I was skeptical, but it worked out surprisingly well! Her guy, Hussein, drove with the windows down for the entire two hours – it felt like a tornado was roaring through the bus – but we arrived safely and in one piece. The group that ended up going with Hussein numbered about ten. (Dakini had swindled Sally and I into paying before we left her camp by saying everyone was going with her.) And aside from us four girls, the other six boys were all West Point studs – incredibly fit and competitive. I thought I was going to die.
It was 1 a.m. when we began the hike, and there was no light whatsoever. Instead of taking it at a “pilgrimage” pace, like the thousands of others attempting the hike at the same time, we began at what was (for me) the pace of a slow run, passing every tourist group we saw, dancing on the rocks to get around them without falling off the side of the cliff. It became much easier when one of the boys took my backpack and our Bedouin leader told us that there was a hut that sold Snickers bars coming up in the next couple of minutes (Egyptian minute = 30 actual minutes). I don’t think I would have made it without such primitive inspiration – I was praying the entire time that God would help me think of Moses and not my lungs.
The entire hike kind of felt like a weird dream now, because it all happened in the middle of the night. By 5 a.m. we had neared the top, after about 700 steps leading to the summit. There were men that smelled like camels renting out “mattresses” (pieces of cotton two inches thick covered with a cloth that smelled like an animal), and blankets (also beastly smelling, and likely covered with fleas).

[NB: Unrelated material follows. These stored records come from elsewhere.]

// TestDependencies - mock implementations for testing
//
// Provides mock services that can be injected into ServerDeps for tests.

use async_trait::async_trait;
use chrono::{DateTime, Utc};
use geoprocessing::models::{JobStatusResponse, SubmitJobResponse};
use geoprocessing::GpError;
use sqlx::types::Json;
use std::collections::{BTreeMap, HashMap, VecDeque};
use std::sync::atomic::{AtomicBool, AtomicUsize, Ordering};
use std::sync::{Arc, Mutex};

use super::{
    BaseExtractJobStore, BaseGeoprocessingService, BaseHistoryStore, BaseNotifier, MailError,
    ServerDeps, StoreError,
};
use crate::domains::extracts::models::{AreaOfInterest, ExtractJob, Geom, STATUS_PENDING};
use crate::domains::extracts::notifications::NotificationTemplate;

// =============================================================================
// Mock Geoprocessing Service
// =============================================================================

/// A scripted service failure. Converted into a `GpError` when the call happens.
#[derive(Debug, Clone, PartialEq)]
pub enum MockGpFailure {
    /// The request never reached the service
    Unreachable,
    /// Non-2xx HTTP response
    HttpStatus(u16),
    /// 200 response carrying an `error` envelope
    Service { code: i64, message: String },
}

impl MockGpFailure {
    async fn into_error(self) -> GpError {
        match self {
            MockGpFailure::Unreachable => {
                // A relative URL fails inside reqwest before any I/O
                match reqwest::Client::new().get("not a url").send().await {
                    Err(e) => GpError::Transport(e),
                    Ok(_) => GpError::Status {
                        status: 0,
                        body: "unreachable".to_string(),
                    },
                }
            }
            MockGpFailure::HttpStatus(status) => GpError::Status {
                status,
                body: String::new(),
            },
            MockGpFailure::Service { code, message } => GpError::Service { code, message },
        }
    }
}

/// Scripted answer to a submit call
#[derive(Debug, Clone, PartialEq)]
pub enum MockSubmit {
    Accepted(String),
    /// Answered with a job id but the given (non-submitted) status
    Status(String),
    Fail(MockGpFailure),
}

/// Scripted answer to a status poll
#[derive(Debug, Clone, PartialEq)]
pub enum MockPoll {
    Status(String),
    Fail(MockGpFailure),
}

impl MockPoll {
    pub fn status(status: &str) -> Self {
        MockPoll::Status(status.to_string())
    }
}

/// The URL handed out for succeeded jobs without a scripted result
pub fn default_result_url(job_id: &str) -> String {
    format!("https://gp.example.org/jobs/{}/Output_Zip_File.zip", job_id)
}

pub struct MockGeoprocessingService {
    submits: Arc<Mutex<VecDeque<MockSubmit>>>,
    polls: Arc<Mutex<HashMap<String, VecDeque<MockPoll>>>>,
    results: Arc<Mutex<HashMap<String, MockGpFailure>>>,
    submit_calls: Arc<Mutex<Vec<String>>>,
    poll_calls: Arc<Mutex<Vec<String>>>,
    result_calls: Arc<Mutex<Vec<String>>>,
}

impl MockGeoprocessingService {
    pub fn new() -> Self {
        Self {
            submits: Arc::new(Mutex::new(VecDeque::new())),
            polls: Arc::new(Mutex::new(HashMap::new())),
            results: Arc::new(Mutex::new(HashMap::new())),
            submit_calls: Arc::new(Mutex::new(Vec::new())),
            poll_calls: Arc::new(Mutex::new(Vec::new())),
            result_calls: Arc::new(Mutex::new(Vec::new())),
        }
    }

    /// Queue the answer to the next submit call.
    /// With nothing queued, submits are accepted as `job-<n>`.
    pub fn with_submit(self, submit: MockSubmit) -> Self {
        self.submits.lock().unwrap().push_back(submit);
        self
    }

    /// Script the statuses a job reports, one per poll. The last entry repeats.
    pub fn with_polls(self, job_id: &str, polls: Vec<MockPoll>) -> Self {
        self.polls
            .lock()
            .unwrap()
            .insert(job_id.to_string(), polls.into_iter().collect());
        self
    }

    /// Shorthand for a job that always reports `status`
    pub fn with_status(self, job_id: &str, status: &str) -> Self {
        self.with_polls(job_id, vec![MockPoll::status(status)])
    }

    /// Make the result lookup for a job fail
    pub fn with_result_failure(self, job_id: &str, failure: MockGpFailure) -> Self {
        self.results
            .lock()
            .unwrap()
            .insert(job_id.to_string(), failure);
        self
    }

    /// Replace the script of a job after construction
    pub fn set_polls(&self, job_id: &str, polls: Vec<MockPoll>) {
        self.polls
            .lock()
            .unwrap()
            .insert(job_id.to_string(), polls.into_iter().collect());
    }

    /// Area-of-interest payloads that were submitted
    pub fn submit_calls(&self) -> Vec<String> {
        self.submit_calls.lock().unwrap().clone()
    }

    pub fn poll_calls(&self) -> Vec<String> {
        self.poll_calls.lock().unwrap().clone()
    }

    pub fn poll_count(&self, job_id: &str) -> usize {
        self.poll_calls
            .lock()
            .unwrap()
            .iter()
            .filter(|id| id.as_str() == job_id)
            .count()
    }

    pub fn result_calls(&self) -> Vec<String> {
        self.result_calls.lock().unwrap().clone()
    }

    fn next_poll(&self, job_id: &str) -> Option<MockPoll> {
        let mut polls = self.polls.lock().unwrap();
        let script = polls.get_mut(job_id)?;
        if script.len() > 1 {
            script.pop_front()
        } else {
            script.front().cloned()
        }
    }
}

#[async_trait]
impl BaseGeoprocessingService for MockGeoprocessingService {
    async fn submit_job(&self, area_of_interest: &str) -> Result<SubmitJobResponse, GpError> {
        let call_number = {
            let mut calls = self.submit_calls.lock().unwrap();
            calls.push(area_of_interest.to_string());
            calls.len()
        };

        let next = self.submits.lock().unwrap().pop_front();
        match next {
            Some(MockSubmit::Fail(failure)) => Err(failure.into_error().await),
            Some(MockSubmit::Accepted(job_id)) => Ok(SubmitJobResponse {
                job_id: Some(job_id),
                job_status: Some("esriJobSubmitted".to_string()),
            }),
            Some(MockSubmit::Status(status)) => Ok(SubmitJobResponse {
                job_id: Some(format!("job-{}", call_number)),
                job_status: Some(status),
            }),
            None => Ok(SubmitJobResponse {
                job_id: Some(format!("job-{}", call_number)),
                job_status: Some("esriJobSubmitted".to_string()),
            }),
        }
    }

    async fn job_status(&self, job_id: &str) -> Result<JobStatusResponse, GpError> {
        self.poll_calls.lock().unwrap().push(job_id.to_string());

        match self.next_poll(job_id) {
            Some(MockPoll::Status(status)) => Ok(JobStatusResponse {
                job_id: Some(job_id.to_string()),
                job_status: Some(status),
                results: HashMap::new(),
            }),
            Some(MockPoll::Fail(failure)) => Err(failure.into_error().await),
            None => Err(GpError::Service {
                code: 400,
                message: format!("Invalid job id {}", job_id),
            }),
        }
    }

    async fn job_result_url(&self, job_id: &str) -> Result<String, GpError> {
        self.result_calls.lock().unwrap().push(job_id.to_string());

        let failure = self.results.lock().unwrap().get(job_id).cloned();
        match failure {
            Some(failure) => Err(failure.into_error().await),
            None => Ok(default_result_url(job_id)),
        }
    }
}

impl Default for MockGeoprocessingService {
    fn default() -> Self {
        Self::new()
    }
}

// =============================================================================
// Mock Notifier
// =============================================================================

/// A notification captured by the mock notifier
#[derive(Debug, Clone, PartialEq)]
pub struct SentNotification {
    pub recipient: String,
    pub template: NotificationTemplate,
}

pub struct MockNotifier {
    sent: Arc<Mutex<Vec<SentNotification>>>,
    attempts: Arc<AtomicUsize>,
    fail_all: Arc<AtomicBool>,
}

impl MockNotifier {
    pub fn new() -> Self {
        Self {
            sent: Arc::new(Mutex::new(Vec::new())),
            attempts: Arc::new(AtomicUsize::new(0)),
            fail_all: Arc::new(AtomicBool::new(false)),
        }
    }

    /// Reject every send until `set_failing(false)`
    pub fn failing(self) -> Self {
        self.set_failing(true);
        self
    }

    pub fn set_failing(&self, failing: bool) {
        self.fail_all.store(failing, Ordering::SeqCst);
    }

    /// Successfully delivered notifications
    pub fn sent(&self) -> Vec<SentNotification> {
        self.sent.lock().unwrap().clone()
    }

    pub fn sent_to(&self, recipient: &str) -> Vec<NotificationTemplate> {
        self.sent
            .lock()
            .unwrap()
            .iter()
            .filter(|n| n.recipient == recipient)
            .map(|n| n.template.clone())
            .collect()
    }

    /// Send attempts, including rejected ones
    pub fn attempts(&self) -> usize {
        self.attempts.load(Ordering::SeqCst)
    }
}

#[async_trait]
impl BaseNotifier for MockNotifier {
    async fn send(&self, recipient: &str, template: &NotificationTemplate) -> Result<(), MailError> {
        self.attempts.fetch_add(1, Ordering::SeqCst);

        if self.fail_all.load(Ordering::SeqCst) {
            return Err(MailError::Rejected(format!(
                "mock relay refused mail to {}",
                recipient
            )));
        }

        self.sent.lock().unwrap().push(SentNotification {
            recipient: recipient.to_string(),
            template: template.clone(),
        });
        Ok(())
    }
}

impl Default for MockNotifier {
    fn default() -> Self {
        Self::new()
    }
}

// =============================================================================
// In-memory Extract Job Store
// =============================================================================

pub struct InMemoryExtractJobStore {
    jobs: Arc<Mutex<BTreeMap<String, ExtractJob>>>,
    fail_insert: Arc<AtomicBool>,
    fail_list: Arc<AtomicBool>,
    fail_delete: Arc<AtomicBool>,
    delete_calls: Arc<Mutex<Vec<String>>>,
}

impl InMemoryExtractJobStore {
    pub fn new() -> Self {
        Self {
            jobs: Arc::new(Mutex::new(BTreeMap::new())),
            fail_insert: Arc::new(AtomicBool::new(false)),
            fail_list: Arc::new(AtomicBool::new(false)),
            fail_delete: Arc::new(AtomicBool::new(false)),
            delete_calls: Arc::new(Mutex::new(Vec::new())),
        }
    }

    /// Seed a job created now
    pub fn with_job(self, job_id: &str, email: &str) -> Self {
        self.with_job_created_at(job_id, email, Utc::now())
    }

    /// Seed a job with an explicit creation time
    pub fn with_job_created_at(self, job_id: &str, email: &str, created_at: DateTime<Utc>) -> Self {
        self.jobs.lock().unwrap().insert(
            job_id.to_string(),
            ExtractJob {
                job_id: job_id.to_string(),
                email: email.to_string(),
                status: STATUS_PENDING.to_string(),
                created_at,
            },
        );
        self
    }

    pub fn set_fail_insert(&self, fail: bool) {
        self.fail_insert.store(fail, Ordering::SeqCst);
    }

    pub fn set_fail_list(&self, fail: bool) {
        self.fail_list.store(fail, Ordering::SeqCst);
    }

    pub fn set_fail_delete(&self, fail: bool) {
        self.fail_delete.store(fail, Ordering::SeqCst);
    }

    pub fn jobs(&self) -> Vec<ExtractJob> {
        self.jobs.lock().unwrap().values().cloned().collect()
    }

    pub fn contains(&self, job_id: &str) -> bool {
        self.jobs.lock().unwrap().contains_key(job_id)
    }

    pub fn delete_calls(&self) -> Vec<String> {
        self.delete_calls.lock().unwrap().clone()
    }
}
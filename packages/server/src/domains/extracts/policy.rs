//! Retry and delivery policy for the extract job sweep.

use std::str::FromStr;
use std::time::Duration;

use chrono::{DateTime, Utc};

/// What happens to a terminal job's record when its notification fails to send.
#[derive(Debug, Clone, Copy, PartialEq, Eq, Default)]
pub enum DeliveryPolicy {
    /// Delete the record after the attempt, whatever the outcome.
    /// A failed send loses that notification.
    #[default]
    AtMostOnce,
    /// Keep the record when the send fails; the next sweep re-polls and retries.
    AtLeastOnce,
}

impl FromStr for DeliveryPolicy {
    type Err = anyhow::Error;

    fn from_str(s: &str) -> Result<Self, Self::Err> {
        match s.trim().to_ascii_lowercase().as_str() {
            "at_most_once" => Ok(Self::AtMostOnce),
            "at_least_once" => Ok(Self::AtLeastOnce),
            other => anyhow::bail!("unknown notification delivery policy: {}", other),
        }
    }
}

#[derive(Debug, Clone)]
pub struct SweepPolicy {
    /// `None` polls a job until the service reports a terminal status.
    pub max_job_age: Option<Duration>,
    pub delivery: DeliveryPolicy,
    /// Maximum polls in flight within one sweep
    pub concurrency: usize,
}

impl Default for SweepPolicy {
    fn default() -> Self {
        Self {
            max_job_age: None,
            delivery: DeliveryPolicy::AtMostOnce,
            concurrency: 8,
        }
    }
}

impl SweepPolicy {
    pub fn is_expired(&self, created_at: DateTime<Utc>, now: DateTime<Utc>) -> bool {
        let Some(max_age) = self.max_job_age else {
            return false;
        };
        match (now - created_at).to_std() {
            Ok(age) => age > max_age,
            // created_at in the future (clock skew)
            Err(_) => false,
        }
    }
}

#[cfg(test)]
mod tests {
    use super::*;

    #[test]
    fn parses_delivery_policy() {
        assert_eq!(
            "at_least_once".parse::<DeliveryPolicy>().unwrap(),
            DeliveryPolicy::AtLeastOnce
        );
        assert_eq!(
            "AT_MOST_ONCE".parse::<DeliveryPolicy>().unwrap(),
            DeliveryPolicy::AtMostOnce
        );
        assert!("exactly_once".parse::<DeliveryPolicy>().is_err());
    }

    #[test]
    fn unbounded_policy_never_expires() {
        let policy = SweepPolicy::default();
        let created = Utc::now() - chrono::Duration::days(365);
        assert!(!policy.is_expired(created, Utc::now()));
    }

    #[test]
    fn bounded_policy_expires_old_jobs() {
        let policy = SweepPolicy {
            max_job_age: Some(Duration::from_secs(3600)),
            ..SweepPolicy::default()
        };
        let now = Utc::now();
        assert!(policy.is_expired(now - chrono::Duration::hours(2), now));
        assert!(!policy.is_expired(now - chrono::Duration::minutes(30), now));
        assert!(!policy.is_expired(now + chrono::Duration::minutes(5), now));
    }
}
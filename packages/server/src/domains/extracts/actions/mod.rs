//! Extract domain actions - business logic functions
//!
//! Actions are async functions called from HTTP handlers and the scheduler.
//! They take `ServerDeps` and never touch concrete infrastructure directly.

mod history;
mod submit_extract;
mod sweep;

pub use history::{delete_history, list_history, HistoryEntry};
pub use submit_extract::{submit_extract, Requester};
pub use sweep::{sweep_extract_jobs, SweepReport};
//! Auth domain - bearer token verification
//!
//! Tokens are issued by the NMWRAP identity service and carry the user's
//! id and e-mail address. This crate only verifies them; `create_token`
//! exists for tooling and tests.

pub mod jwt;

pub use jwt::{Claims, JwtService};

But we all got one of each, knowing that the sun wouldn’t rise for another 4 1/2 hours, and it’s known to be rigidly cold at the top.
When we arrived, our leader took us to the roof of a low edifice where we would have a perfect view of the sunrise, and we waited. Freezing, we waited. I fell asleep. When I awoke, the sun still hadn’t risen, and I was still freezing. The entire experience was one I’m glad I had, but I have a hard time appreciating hiking because it’s harder for me to appreciate beauty while in physical pain. After seeing an absolutely biblical sunrise, we set off back down the mountain. After the mass exodus had dispersed slightly, I put on my iPod and kept up with the leaders the whole trek down.
At the base of the mountain we saw the burning bush at St. Catherine’s monastery, which is as much the burning bush as the rock at Delphi is the belly button of the earth. We then repeated the tornado ride home. Another day on the beach followed, and then Dakini decided to organize a dinner for the group. Sally and I had no interest, so we told the group to call us when they were done. Obviously, we napped. We went to sleep at 10 p.m., thinking that they would be done by 11, so when we woke up at 3 a.m. thinking we missed their call, we were amused to see they had actually just called! We all met up at a dance club called Mojito around 3:30 am., danced until 5:30, laid on the beach until 6, and then went to bed until 8:30, when we had to get up for our bus back to Cairo, another story in itself, which I will report on later.
Dahab is a sleepless city of both relaxation and energy, and a city that I highly recommend visiting. However, rest up me hearties (yo ho) before you go, because you won’t get any sleep once you’re there.